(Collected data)
------------------------------------------------------------

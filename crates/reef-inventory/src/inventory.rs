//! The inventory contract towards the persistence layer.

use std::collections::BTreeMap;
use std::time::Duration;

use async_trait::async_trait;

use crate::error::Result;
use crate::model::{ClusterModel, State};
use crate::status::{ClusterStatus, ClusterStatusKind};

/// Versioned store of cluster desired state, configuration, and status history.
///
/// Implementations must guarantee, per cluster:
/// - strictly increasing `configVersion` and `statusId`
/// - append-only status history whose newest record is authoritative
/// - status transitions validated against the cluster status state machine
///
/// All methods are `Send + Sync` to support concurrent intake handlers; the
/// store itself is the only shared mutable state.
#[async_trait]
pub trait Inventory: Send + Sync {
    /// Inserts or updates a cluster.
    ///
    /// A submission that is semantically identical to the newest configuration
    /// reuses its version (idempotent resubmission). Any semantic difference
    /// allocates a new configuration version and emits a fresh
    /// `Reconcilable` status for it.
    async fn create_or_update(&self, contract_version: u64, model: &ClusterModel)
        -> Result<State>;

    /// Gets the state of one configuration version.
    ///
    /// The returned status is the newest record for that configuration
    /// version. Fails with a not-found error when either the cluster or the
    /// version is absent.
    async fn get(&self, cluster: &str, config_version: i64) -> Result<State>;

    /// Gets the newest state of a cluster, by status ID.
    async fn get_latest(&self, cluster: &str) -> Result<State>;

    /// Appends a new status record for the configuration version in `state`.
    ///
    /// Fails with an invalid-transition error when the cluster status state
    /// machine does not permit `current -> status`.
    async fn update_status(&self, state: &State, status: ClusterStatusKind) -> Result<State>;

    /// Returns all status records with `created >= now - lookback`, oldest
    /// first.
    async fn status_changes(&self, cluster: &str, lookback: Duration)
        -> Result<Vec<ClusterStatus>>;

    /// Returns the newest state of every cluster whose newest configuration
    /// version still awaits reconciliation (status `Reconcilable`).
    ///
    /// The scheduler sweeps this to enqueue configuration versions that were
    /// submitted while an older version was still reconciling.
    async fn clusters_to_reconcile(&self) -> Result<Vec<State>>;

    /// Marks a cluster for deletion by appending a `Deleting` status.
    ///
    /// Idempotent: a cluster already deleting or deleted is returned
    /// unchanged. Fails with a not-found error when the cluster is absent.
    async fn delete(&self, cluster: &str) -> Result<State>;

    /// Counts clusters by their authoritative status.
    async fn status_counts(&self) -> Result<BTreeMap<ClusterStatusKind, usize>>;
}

------------------------------------------------------------

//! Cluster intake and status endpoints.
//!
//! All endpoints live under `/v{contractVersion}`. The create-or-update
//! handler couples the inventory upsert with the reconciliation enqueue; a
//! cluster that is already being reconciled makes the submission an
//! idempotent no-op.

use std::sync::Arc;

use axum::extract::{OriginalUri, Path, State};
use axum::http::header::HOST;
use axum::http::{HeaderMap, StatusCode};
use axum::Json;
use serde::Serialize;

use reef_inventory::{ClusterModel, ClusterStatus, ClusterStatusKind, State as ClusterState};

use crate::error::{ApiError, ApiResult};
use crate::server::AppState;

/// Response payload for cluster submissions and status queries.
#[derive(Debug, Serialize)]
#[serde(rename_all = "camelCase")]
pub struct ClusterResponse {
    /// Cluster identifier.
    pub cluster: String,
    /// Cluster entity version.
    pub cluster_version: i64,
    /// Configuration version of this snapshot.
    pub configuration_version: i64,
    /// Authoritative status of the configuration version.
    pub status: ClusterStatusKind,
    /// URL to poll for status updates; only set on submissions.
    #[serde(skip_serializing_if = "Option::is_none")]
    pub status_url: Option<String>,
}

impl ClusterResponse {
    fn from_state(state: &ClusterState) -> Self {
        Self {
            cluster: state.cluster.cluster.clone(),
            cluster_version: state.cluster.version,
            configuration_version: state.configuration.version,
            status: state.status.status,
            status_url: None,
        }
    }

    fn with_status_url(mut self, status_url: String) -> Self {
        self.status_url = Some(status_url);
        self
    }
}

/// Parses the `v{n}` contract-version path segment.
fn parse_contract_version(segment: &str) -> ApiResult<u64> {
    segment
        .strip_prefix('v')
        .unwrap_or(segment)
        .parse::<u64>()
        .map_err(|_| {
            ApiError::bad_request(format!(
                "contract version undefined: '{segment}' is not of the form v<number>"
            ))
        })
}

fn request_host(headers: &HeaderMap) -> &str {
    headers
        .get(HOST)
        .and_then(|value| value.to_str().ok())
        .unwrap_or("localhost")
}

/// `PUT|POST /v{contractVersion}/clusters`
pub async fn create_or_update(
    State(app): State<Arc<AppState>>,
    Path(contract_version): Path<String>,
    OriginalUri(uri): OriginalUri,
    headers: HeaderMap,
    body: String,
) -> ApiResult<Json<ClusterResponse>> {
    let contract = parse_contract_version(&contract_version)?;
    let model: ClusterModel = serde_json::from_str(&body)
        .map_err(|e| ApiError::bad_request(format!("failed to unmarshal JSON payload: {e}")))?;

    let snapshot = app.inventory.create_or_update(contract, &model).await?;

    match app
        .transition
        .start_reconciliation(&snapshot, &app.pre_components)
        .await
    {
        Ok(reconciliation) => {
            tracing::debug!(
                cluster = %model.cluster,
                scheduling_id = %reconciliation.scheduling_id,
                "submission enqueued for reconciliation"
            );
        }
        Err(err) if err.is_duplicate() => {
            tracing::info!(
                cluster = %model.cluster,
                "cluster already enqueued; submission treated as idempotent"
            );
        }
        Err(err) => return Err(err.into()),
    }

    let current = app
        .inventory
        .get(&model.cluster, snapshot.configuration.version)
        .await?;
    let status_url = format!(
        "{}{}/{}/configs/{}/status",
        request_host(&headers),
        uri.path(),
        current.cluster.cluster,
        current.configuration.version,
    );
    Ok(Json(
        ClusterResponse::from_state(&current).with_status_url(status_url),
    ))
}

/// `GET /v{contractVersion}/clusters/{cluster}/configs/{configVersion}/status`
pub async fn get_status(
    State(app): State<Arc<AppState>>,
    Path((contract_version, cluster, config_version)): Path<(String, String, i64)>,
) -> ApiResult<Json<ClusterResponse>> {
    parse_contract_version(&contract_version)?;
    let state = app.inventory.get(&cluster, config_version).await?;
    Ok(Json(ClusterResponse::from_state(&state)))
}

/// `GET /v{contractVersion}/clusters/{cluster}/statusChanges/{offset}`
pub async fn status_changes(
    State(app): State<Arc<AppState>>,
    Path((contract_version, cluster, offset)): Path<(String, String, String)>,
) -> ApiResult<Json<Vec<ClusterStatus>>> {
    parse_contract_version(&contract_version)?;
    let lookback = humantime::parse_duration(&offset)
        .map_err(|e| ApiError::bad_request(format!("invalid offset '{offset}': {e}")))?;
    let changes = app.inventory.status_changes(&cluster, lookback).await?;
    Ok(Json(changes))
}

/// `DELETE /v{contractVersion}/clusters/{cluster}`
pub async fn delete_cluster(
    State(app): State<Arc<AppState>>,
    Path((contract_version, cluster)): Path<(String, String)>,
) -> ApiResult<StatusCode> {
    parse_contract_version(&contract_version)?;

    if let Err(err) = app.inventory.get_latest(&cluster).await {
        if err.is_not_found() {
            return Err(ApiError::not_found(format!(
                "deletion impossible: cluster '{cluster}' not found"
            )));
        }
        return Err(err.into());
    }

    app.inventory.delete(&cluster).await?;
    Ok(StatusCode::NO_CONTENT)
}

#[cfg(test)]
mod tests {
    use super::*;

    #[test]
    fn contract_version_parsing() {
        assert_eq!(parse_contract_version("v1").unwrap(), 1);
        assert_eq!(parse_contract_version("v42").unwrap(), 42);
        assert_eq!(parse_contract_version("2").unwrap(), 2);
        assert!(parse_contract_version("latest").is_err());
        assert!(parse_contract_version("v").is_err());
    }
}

------------------------------------------------------------

### Work item:
Among the records above, find each line holding "lookback" and list it.

### Solution for this task:
    /// Returns all status records with `created >= now - lookback`, oldest
    async fn status_changes(&self, cluster: &str, lookback: Duration)
    let lookback = humantime::parse_duration(&offset)
    let changes = app.inventory.status_changes(&cluster, lookback).await?;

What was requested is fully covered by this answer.